US universities cut core subjects and cut programs after years of delays

Christina Westman dreamed of working as a music therapist with patients with Parkinson’s disease and stroke when she began studying at St. Cloud State University.

But her academic career was in jeopardy in May when the Minnesota university’s board of trustees announced a plan to dismantle the music department and eliminate 42 programs and 50 minors.

It’s part of a wave of program cuts in recent months as U.S. universities large and small try to make ends meet. Among their budget challenges: Federal COVID-relief money has now run out, operating costs are rising and fewer high school seniors are heading straight to college.

The cuts mean more than just budget cuts or even job losses. They often create unrest among students who chose a campus for certain programs and then wrote checks or signed up for student loans.

“For me, it’s really been an anxiety disorder,” Westman, 23, said of beginning the endeavor that eventually led her to Augsburg University in Minneapolis. “It’s just the fear of the unknown.”

At St. Cloud State, most students are able to earn their degrees before the budget cuts take effect, but Westman, a music therapy major, was new and hadn’t officially started yet. She’s spent the past three months in a frenzy of trying to find work in a new city, subletting her St. Cloud apartment after signing a lease. She moved into her new apartment on Friday.

For years, many colleges have been putting off budget cuts, said Larry Lee, who was acting president of St. Cloud State but left last month to lead Blackburn College in Illinois.

College and university enrollments fell during the pandemic, but officials hoped they would rebound to pre-COVID levels. In the meantime, they had used federal relief to shore up their budgets, he said.

“They held on, held on,” Lee said, noting that colleges must now confront their new reality.

Data from the National Student Clearinghouse Research Center shows that higher education made up ground last fall and into the spring semester, largely because enrollment at community colleges began to rise again.

But the trend for four-year colleges remains worrisome. Even without growing concerns about the cost of college and the long-term burden of student debt, the group of young adults is shrinking.

Birth rates fell during the Great Recession of 2007 to 2009 and never recovered. Now those smaller classes are preparing to graduate and go to college.

“It’s a very difficult math problem to solve,” said Patrick Lane, vice chairman of the Western Interstate Commission for Higher Education and a leading expert on student demographics.

Complicating the situation is the federal government’s chaotic overhaul of the financial aid application process. Millions of students entered summer vacation still wondering where they would go to college this fall and how they would pay for it. With jobs still plentiful, though not as plentiful as last year, some experts fear students won’t enroll at all.

“This year, next fall, it’s going to be bad,” said Katharine Meyer, a fellow in the Governance Studies Program for the Brown Center on Education Policy at the nonprofit Brookings Institution. “I think a lot of colleges are really worried that they’re not going to meet their enrollment goals.”

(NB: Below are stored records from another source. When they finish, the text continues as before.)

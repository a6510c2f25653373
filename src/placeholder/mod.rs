//! Placeholder tokens embedded in template strings
//!
//! A template string is split into [`Segment`]s: literal text, `{{ path }}`
//! placeholders with an optional `|| 'default'`, and `{{ path.map }}` array
//! directives. `var(--token, fallback)` calls in style values are handled by
//! [`css_var`].

pub mod css_var;
pub mod grammar;
pub mod lexer;

use std::fmt;

pub use grammar::parse_expr;
pub use lexer::Span;

use lexer::Token;

use crate::error::PlaceholderError;

/// The only supported array directive
pub const MAP_DIRECTIVE: &str = "map";

/// Array methods that look like directives but are not supported
pub const ARRAY_METHODS: &[&str] = &[
    "filter", "forEach", "reduce", "join", "slice", "sort", "find", "some", "every",
];

#[derive(Debug, Clone, PartialEq, Eq)]
pub enum PathSegment {
    Key(String),
    Index(usize),
}

/// A dotted lookup path such as `content.specs[0].label`
#[derive(Debug, Clone, PartialEq, Eq)]
pub struct Path(pub Vec<PathSegment>);

impl Path {
    /// First key of the path
    pub fn root(&self) -> Option<&str> {
        match self.0.first() {
            Some(PathSegment::Key(k)) => Some(k.as_str()),
            _ => None,
        }
    }

    pub fn segments(&self) -> &[PathSegment] {
        &self.0
    }

    /// Everything after the root
    pub fn rest(&self) -> &[PathSegment] {
        self.0.get(1..).unwrap_or(&[])
    }

    fn last_key(&self) -> Option<&str> {
        match self.0.last() {
            Some(PathSegment::Key(k)) if self.0.len() > 1 => Some(k.as_str()),
            _ => None,
        }
    }

    fn without_last(&self) -> Path {
        Path(self.0[..self.0.len().saturating_sub(1)].to_vec())
    }
}

impl fmt::Display for Path {
    fn fmt(&self, f: &mut fmt::Formatter<'_>) -> fmt::Result {
        for (i, segment) in self.0.iter().enumerate() {
            match segment {
                PathSegment::Key(k) if i == 0 => write!(f, "{}", k)?,
                PathSegment::Key(k) => write!(f, ".{}", k)?,
                PathSegment::Index(n) => write!(f, "[{}]", n)?,
            }
        }
        Ok(())
    }
}

/// A parsed `{{ … }}` expression
#[derive(Debug, Clone, PartialEq)]
pub struct Expr {
    pub path: Path,
    pub default: Option<String>,
    pub span: Span,
}

#[derive(Debug, Clone, PartialEq)]
pub enum Segment {
    Literal(String),
    Placeholder(Expr),
    /// `{{ source.map }}`; `source` excludes the trailing `map`
    Directive { source: Path, span: Span },
}

/// Split a template string into segments
///
/// Fails on the first unclosed or malformed token.
pub fn segments(text: &str) -> Result<Vec<Segment>, PlaceholderError> {
    let mut out = Vec::new();
    let mut pos = 0;

    while let Some(found) = text[pos..].find("{{") {
        let start = pos + found;
        if start > pos {
            out.push(Segment::Literal(text[pos..start].to_string()));
        }
        let inner_start = start + 2;
        let close = find_close(text, inner_start).ok_or(PlaceholderError::Unclosed {
                span: start..text.len(),
            })?;

        let expr = parse_expr(&text[inner_start..close], inner_start).map_err(|errs| {
            errs.into_iter()
                .next()
                .unwrap_or_else(|| PlaceholderError::syntax(start..close + 2, "invalid placeholder"))
        })?;
        out.push(classify(expr, start..close + 2)?);
        pos = close + 2;
    }

    if pos < text.len() {
        out.push(Segment::Literal(text[pos..].to_string()));
    }
    Ok(out)
}

/// Byte offset of the `}}` closing a token whose body starts at `from`
///
/// Quoted defaults are lexed as whole strings, so a `}}` inside one does not
/// close the token.
fn find_close(text: &str, from: usize) -> Option<usize> {
    let mut brace_end = None;
    for (token, span) in lexer::lex(&text[from..]) {
        match token {
            Token::Invalid(s) if s == "}" => {
                if brace_end == Some(span.start) {
                    return Some(from + span.start - 1);
                }
                brace_end = Some(span.end);
            }
            _ => brace_end = None,
        }
    }
    None
}

fn classify(expr: Expr, span: Span) -> Result<Segment, PlaceholderError> {
    match expr.path.last_key() {
        Some(MAP_DIRECTIVE) => {
            if expr.default.is_some() {
                return Err(PlaceholderError::syntax(
                    span,
                    "a '.map' directive cannot have a default",
                ));
            }
            Ok(Segment::Directive {
                source: expr.path.without_last(),
                span,
            })
        }
        Some(name) if ARRAY_METHODS.contains(&name) => Err(PlaceholderError::UnknownDirective {
            span,
            name: name.to_string(),
        }),
        _ => Ok(Segment::Placeholder(expr)),
    }
}

/// The directive source path if `text` is exactly one `{{ path.map }}` token
pub fn as_directive(text: &str) -> Option<Path> {
    match segments(text) {
        Ok(segs) => match segs.as_slice() {
            [Segment::Directive { source, .. }] => Some(source.clone()),
            _ => None,
        },
        Err(_) => None,
    }
}

/// Whether `text` contains anything the resolver would substitute
pub fn has_tokens(text: &str) -> bool {
    text.contains("{{") || text.contains("var(")
}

Many colleges, like St. Cloud State, had already begun to tap into their budget reserves. The university’s enrollment rose to about 18,300 students in fall 2020, before steadily declining to about 10,000 students in fall 2023.

St. Cloud State’s student population has stabilized, Lee said, but spending was far too high for the reduced enrollment. The university’s budget deficit totaled $32 million over the past two years, forcing the deep cuts.

Some colleges have taken more extreme measures and closed their doors. These include the 1,000-student Birmingham-Southern College in Alabama, the 900-student Fontbonne University in Missouri, the 350-student Wells College in New York and the 220-student Goddard College in Vermont.

But cuts seem to be happening more often. Two of North Carolina’s public universities were given the green light last month to cut more than a dozen programs, ranging from ancient Mediterranean studies to physics.

Arkansas State University announced last fall that it would cut nine programs. Three of the 64 colleges in the State University of New York system have cut programs because of low enrollment and budget problems.

Other schools drastically cutting their programs include West Virginia University, Drake University in Iowa, the University of Nebraska’s Kearney campus, North Dakota State University and, on the other side of the state, Dickinson State University.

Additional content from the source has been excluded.